ReuseCachedResults := true;
# number of pairwise protein alignments done in one unit. The larger this
# number, the longer each unit runs, and the fewer files get produced. This
# allows to adjust the frequency of milestone steps (e.g. in case of computer
# crash)
AlignBatchSize := 1e6;
# alignments which have a score lower than MinScore will not be considered.
# The scores are in Gonnet PAM matrices units.
MinScore := 181;
# Length tolerance ratio. If the length of the effective alignment is less
# than LengthTol*min(length(s1),length(s2)) then the alignment is not
# considered.
LengthTol := 0.61;
# During the stable pair formation, if a pair has a distance provable higher
# than another pair (i.e. StablePairTol standard deviations away) then it is
# discarded.
StablePairTol := 1.81;
# During the stable pair formation, if the within species evolutionary distance
# difference is more than InparalogTol standard deviations closer than the
# distance to the other species, a pair is still considered inparalog even
# if they don't fullfil the StablePairTol criterion
InparalogTol := 3.00;
# The ParalogTol is used to identify clear paralogous pairs, which can be
# used in further analysis. If set to a value larger than StablePairTol,
# homologous matches for which the difference in their evolutionary distance
# is larger than ParalogTol * std(distance), where std(distance) is the
# standard deviation of the distance difference between the closest ortholog
# and the more distant homolog, will be stored.
# WARNING: This is an experimental feature only! No performance analysis nor
# in-depth debugging has been done on this feature. USE AT OWN RISK!
# computing and storing the paralogs can be disabled by setting this
# parameter to a negative value.
ParalogTol := -2.5*StablePairTol;
# For the verification of stable pairs, there is also a tolerance parameter
# (for details, see Dessimoz et al, Nucl Acids Res 2006)
VerifiedPairTol := 1.53;
# SkipVerification is a flag to disable the Verification step entirely.

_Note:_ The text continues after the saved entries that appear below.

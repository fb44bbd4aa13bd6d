//! Thread transport: one OS thread per worker, each with its own
//! single-threaded runtime.

use std::panic::{AssertUnwindSafe, catch_unwind};
use std::sync::Arc;

use crossbeam_channel::{Sender, unbounded};
use parking_lot::Mutex;
use tokio::sync::Semaphore;
use tokio::sync::mpsc::{self, UnboundedReceiver};
use tracing::{debug, error};

use crate::error::WorkerError;
use crate::file::Bundle;
use crate::hooks::panic_message;
use crate::pool::protocol::{Request, Response};
use crate::pool::serve::WorkerState;

pub(crate) struct ThreadWorker {
    id: usize,
    requests: Sender<Request>,
    responses: UnboundedReceiver<Response>,
    /// Set when the worker thread panicked
    fault: Arc<Mutex<Option<String>>>,
}

impl ThreadWorker {
    pub(crate) fn spawn(id: usize, bundle: Arc<Bundle>, limiter: Arc<Semaphore>) -> Result<Self, WorkerError> {
        let (request_tx, request_rx) = unbounded::<Request>();
        let (response_tx, response_rx) = mpsc::unbounded_channel::<Response>();
        let fault = Arc::new(Mutex::new(None));
        let thread_fault = fault.clone();

        std::thread::Builder::new()
            .name(format!("otter-test-worker-{id}"))
            .spawn(move || {
                let outcome = catch_unwind(AssertUnwindSafe(|| {
                    let runtime = match tokio::runtime::Builder::new_current_thread().enable_all().build() {
                        Ok(runtime) => runtime,
                        Err(e) => {
                            error!(worker = id, "failed to build worker runtime: {e}");
                            return;
                        }
                    };
                    let mut state = WorkerState::new(id, bundle, Some(limiter));
                    for request in &request_rx {
                        if !runtime.block_on(state.handle(request, &response_tx)) {
                            break;
                        }
                    }
                    state.teardown();
                }));
                if let Err(panic) = outcome {
                    let message = panic_message(panic);
                    error!(worker = id, "worker thread panicked: {message}");
                    *thread_fault.lock() = Some(message);
                }
                debug!(worker = id, "worker thread exited");
            })
            .map_err(|e| WorkerError::Spawn(e.to_string()))?;

        Ok(Self {
            id,
            requests: request_tx,
            responses: response_rx,
            fault,
        })
    }

    pub(crate) fn id(&self) -> usize {
        self.id
    }

    pub(crate) fn send(&self, request: Request) -> Result<(), WorkerError> {
        self.requests.send(request).map_err(|_| self.died())
    }

    pub(crate) async fn recv(&mut self) -> Result<Response, WorkerError> {
        match self.responses.recv().await {
            Some(response) => Ok(response),
            None => Err(self.died()),
        }
    }

    fn died(&self) -> WorkerError {
        WorkerError::Died {
            stderr: self.fault.lock().clone(),
        }
    }
}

# This can be useful for dataset where little differential gene loss is
# expected and where the verification step takes a long time otherwise.
# Uncomment to activate.
# SkipVerification := true;
# Any sequence which is less than MinSeqLen amino acids long in regular
# genomes is not considered.
MinSeqLen := 50;
# Whether or not OMA should keep only one splicing variant per gene, i.e.
# the one with the most homologous matches in all other species.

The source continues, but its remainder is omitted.